Start of Block

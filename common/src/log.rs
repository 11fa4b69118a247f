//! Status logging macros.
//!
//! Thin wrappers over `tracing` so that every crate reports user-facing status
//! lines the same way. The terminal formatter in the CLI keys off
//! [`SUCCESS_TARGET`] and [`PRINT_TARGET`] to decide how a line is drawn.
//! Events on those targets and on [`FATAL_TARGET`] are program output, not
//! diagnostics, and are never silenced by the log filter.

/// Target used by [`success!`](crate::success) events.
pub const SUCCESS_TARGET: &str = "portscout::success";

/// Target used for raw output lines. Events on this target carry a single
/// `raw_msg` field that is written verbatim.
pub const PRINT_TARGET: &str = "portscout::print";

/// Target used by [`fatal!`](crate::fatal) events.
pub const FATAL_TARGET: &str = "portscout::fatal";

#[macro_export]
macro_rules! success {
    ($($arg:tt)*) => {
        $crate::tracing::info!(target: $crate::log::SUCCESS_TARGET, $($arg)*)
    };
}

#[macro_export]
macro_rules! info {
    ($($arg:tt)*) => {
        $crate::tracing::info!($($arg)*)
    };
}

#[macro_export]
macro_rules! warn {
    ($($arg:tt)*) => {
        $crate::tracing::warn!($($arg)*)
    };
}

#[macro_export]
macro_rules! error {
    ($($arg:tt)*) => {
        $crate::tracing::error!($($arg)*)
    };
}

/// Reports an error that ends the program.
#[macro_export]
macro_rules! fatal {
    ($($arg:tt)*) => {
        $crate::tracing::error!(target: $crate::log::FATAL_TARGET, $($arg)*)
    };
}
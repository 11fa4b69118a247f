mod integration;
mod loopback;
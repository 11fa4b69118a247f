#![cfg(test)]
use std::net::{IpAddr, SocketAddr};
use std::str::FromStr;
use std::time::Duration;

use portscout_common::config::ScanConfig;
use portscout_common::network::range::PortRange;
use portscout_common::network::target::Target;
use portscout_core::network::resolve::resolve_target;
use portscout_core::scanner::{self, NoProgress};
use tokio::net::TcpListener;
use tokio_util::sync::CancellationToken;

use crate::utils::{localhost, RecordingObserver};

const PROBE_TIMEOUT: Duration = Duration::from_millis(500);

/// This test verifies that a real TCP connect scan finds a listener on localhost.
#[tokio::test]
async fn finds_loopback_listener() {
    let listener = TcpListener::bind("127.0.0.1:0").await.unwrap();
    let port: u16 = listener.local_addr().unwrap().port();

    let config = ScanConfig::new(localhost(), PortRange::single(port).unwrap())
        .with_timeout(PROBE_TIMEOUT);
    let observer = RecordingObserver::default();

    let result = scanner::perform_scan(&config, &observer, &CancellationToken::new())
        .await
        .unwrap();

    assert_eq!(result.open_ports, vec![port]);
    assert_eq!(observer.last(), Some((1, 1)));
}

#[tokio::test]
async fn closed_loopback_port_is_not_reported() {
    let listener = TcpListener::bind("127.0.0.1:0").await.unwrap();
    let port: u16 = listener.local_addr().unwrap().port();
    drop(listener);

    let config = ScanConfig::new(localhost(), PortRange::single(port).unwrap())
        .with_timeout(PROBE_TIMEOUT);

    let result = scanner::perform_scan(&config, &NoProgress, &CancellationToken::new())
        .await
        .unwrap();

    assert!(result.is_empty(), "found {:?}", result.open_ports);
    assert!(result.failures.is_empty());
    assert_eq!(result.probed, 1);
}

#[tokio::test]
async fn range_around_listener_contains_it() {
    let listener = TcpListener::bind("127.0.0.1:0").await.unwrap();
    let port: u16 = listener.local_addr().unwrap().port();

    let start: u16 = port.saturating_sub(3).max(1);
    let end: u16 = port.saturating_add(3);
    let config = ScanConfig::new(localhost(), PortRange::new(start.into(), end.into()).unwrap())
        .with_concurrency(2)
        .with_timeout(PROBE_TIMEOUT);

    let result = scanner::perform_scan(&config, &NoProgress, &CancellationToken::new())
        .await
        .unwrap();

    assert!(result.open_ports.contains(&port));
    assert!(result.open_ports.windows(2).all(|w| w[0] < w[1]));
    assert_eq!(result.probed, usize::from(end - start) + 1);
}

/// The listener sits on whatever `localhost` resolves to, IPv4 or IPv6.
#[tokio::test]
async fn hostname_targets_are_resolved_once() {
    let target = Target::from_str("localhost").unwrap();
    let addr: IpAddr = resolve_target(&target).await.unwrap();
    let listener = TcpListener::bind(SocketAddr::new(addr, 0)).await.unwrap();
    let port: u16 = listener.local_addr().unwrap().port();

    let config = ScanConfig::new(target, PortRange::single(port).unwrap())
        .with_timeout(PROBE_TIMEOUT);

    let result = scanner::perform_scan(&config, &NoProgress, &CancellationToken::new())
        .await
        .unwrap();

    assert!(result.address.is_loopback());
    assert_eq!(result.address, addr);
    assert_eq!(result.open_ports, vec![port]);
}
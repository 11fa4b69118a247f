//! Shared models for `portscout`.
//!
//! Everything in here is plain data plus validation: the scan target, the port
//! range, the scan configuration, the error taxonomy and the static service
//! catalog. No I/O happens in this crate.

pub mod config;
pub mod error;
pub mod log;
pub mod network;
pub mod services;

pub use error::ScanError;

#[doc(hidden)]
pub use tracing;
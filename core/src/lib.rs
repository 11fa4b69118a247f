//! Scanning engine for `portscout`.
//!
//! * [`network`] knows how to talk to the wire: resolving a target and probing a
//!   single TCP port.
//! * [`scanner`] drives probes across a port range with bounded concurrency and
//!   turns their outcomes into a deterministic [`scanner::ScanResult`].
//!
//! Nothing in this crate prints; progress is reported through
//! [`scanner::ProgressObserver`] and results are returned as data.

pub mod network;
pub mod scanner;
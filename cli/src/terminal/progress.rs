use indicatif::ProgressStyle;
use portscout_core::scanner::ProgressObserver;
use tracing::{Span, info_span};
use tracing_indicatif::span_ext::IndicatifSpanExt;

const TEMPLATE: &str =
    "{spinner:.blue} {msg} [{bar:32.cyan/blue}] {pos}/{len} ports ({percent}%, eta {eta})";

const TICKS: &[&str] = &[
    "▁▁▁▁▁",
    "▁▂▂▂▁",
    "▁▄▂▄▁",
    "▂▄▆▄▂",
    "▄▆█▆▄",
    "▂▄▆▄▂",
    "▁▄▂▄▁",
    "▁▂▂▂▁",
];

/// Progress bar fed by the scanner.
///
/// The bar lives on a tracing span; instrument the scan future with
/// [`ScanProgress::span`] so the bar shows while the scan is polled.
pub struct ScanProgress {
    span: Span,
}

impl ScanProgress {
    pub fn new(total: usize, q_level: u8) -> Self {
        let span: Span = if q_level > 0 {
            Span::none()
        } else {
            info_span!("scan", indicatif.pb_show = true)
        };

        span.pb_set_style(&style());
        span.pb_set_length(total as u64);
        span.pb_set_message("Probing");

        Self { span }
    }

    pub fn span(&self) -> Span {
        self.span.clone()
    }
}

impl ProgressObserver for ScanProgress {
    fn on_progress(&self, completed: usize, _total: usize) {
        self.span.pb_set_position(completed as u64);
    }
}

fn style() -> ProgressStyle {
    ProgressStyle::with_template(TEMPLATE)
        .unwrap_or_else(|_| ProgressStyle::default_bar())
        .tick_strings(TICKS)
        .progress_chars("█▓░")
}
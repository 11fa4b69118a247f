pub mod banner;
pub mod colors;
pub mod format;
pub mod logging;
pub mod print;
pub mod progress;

End of Block
Start of Block

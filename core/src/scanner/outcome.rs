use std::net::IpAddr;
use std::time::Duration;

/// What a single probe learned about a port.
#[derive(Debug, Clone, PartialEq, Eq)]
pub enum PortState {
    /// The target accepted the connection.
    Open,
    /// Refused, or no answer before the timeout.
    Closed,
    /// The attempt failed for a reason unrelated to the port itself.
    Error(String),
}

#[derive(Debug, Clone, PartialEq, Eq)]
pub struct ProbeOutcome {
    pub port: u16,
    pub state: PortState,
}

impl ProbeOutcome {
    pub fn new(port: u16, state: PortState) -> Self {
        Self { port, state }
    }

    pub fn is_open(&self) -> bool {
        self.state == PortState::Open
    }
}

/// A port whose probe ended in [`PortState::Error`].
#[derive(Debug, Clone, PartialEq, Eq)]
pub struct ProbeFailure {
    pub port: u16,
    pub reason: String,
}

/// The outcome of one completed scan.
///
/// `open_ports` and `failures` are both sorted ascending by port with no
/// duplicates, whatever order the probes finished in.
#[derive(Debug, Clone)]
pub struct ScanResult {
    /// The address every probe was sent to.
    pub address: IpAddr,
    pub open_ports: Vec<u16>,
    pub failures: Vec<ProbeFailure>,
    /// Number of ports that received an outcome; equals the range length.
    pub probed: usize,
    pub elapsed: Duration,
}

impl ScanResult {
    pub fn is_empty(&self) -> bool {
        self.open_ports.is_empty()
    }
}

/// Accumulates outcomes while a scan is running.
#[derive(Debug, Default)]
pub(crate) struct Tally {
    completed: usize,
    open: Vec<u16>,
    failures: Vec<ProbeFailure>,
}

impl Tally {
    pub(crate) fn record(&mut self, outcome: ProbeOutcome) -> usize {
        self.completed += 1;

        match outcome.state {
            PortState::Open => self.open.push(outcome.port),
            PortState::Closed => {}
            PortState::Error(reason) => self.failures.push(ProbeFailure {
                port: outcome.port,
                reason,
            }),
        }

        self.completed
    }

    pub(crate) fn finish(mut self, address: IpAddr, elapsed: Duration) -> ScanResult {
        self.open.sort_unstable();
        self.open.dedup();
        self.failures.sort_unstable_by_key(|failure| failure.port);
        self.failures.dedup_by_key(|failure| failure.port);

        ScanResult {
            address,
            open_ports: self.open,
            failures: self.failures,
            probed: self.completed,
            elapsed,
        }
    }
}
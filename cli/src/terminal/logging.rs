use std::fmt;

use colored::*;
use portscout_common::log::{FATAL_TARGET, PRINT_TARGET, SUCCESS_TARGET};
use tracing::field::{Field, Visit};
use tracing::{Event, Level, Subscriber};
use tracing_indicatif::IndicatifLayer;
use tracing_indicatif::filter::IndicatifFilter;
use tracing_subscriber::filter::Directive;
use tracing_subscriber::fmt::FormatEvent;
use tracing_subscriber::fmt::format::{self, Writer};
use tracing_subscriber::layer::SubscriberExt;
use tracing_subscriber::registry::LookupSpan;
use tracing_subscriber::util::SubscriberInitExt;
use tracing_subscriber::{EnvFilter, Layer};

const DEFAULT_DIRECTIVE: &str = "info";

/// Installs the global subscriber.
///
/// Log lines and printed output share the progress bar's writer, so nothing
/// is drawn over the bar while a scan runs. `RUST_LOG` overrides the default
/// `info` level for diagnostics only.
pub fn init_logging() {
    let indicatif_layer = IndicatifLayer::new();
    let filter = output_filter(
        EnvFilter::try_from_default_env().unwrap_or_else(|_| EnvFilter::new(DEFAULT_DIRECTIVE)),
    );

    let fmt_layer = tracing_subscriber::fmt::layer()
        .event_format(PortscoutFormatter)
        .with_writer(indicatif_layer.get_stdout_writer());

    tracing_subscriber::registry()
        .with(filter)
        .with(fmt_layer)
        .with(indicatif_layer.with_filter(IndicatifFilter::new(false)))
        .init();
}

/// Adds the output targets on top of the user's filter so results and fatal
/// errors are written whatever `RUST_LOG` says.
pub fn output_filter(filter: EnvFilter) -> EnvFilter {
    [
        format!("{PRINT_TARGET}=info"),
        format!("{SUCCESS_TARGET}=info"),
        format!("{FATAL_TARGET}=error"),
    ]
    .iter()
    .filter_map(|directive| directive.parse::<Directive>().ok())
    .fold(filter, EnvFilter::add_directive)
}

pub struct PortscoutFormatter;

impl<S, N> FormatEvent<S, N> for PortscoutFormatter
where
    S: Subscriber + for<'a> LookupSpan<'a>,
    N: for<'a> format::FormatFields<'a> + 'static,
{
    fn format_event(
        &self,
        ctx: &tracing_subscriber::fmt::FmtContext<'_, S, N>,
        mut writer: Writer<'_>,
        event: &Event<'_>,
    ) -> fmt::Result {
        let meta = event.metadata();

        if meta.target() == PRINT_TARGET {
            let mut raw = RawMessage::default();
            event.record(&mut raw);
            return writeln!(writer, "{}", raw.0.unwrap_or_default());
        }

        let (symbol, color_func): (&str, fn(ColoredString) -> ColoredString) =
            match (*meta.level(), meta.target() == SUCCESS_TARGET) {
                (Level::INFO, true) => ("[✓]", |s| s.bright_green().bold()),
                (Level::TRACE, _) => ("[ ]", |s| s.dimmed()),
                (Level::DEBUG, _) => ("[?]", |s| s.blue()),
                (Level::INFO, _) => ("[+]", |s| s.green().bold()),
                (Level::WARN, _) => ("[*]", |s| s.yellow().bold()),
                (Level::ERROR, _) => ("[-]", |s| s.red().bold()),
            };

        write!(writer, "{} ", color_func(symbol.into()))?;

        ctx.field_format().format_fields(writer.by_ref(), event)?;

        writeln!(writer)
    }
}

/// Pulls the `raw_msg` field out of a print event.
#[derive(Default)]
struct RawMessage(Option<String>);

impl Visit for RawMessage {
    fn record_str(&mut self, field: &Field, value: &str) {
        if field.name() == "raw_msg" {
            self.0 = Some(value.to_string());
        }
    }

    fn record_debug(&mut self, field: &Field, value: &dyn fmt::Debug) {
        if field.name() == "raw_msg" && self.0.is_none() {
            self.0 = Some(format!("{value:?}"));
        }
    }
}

End of Block

_TASK GOAL_
Everything above from the line containing "let addr: IpAddr" down to the line containing "target, the port" is to be transcribed exactly, with both of those lines included and nothing else added.

_EXERCISE RESULT_
    let addr: IpAddr = resolve_target(&target).await.unwrap();
    let listener = TcpListener::bind(SocketAddr::new(addr, 0)).await.unwrap();
    let port: u16 = listener.local_addr().unwrap().port();

    let config = ScanConfig::new(target, PortRange::single(port).unwrap())
        .with_timeout(PROBE_TIMEOUT);

    let result = scanner::perform_scan(&config, &NoProgress, &CancellationToken::new())
        .await
        .unwrap();

    assert!(result.address.is_loopback());
    assert_eq!(result.address, addr);
    assert_eq!(result.open_ports, vec![port]);
}
repository 11fa4b69118a247f
//! Shared models for `portscout`.
//!
//! Everything in here is plain data plus validation: the scan target, the port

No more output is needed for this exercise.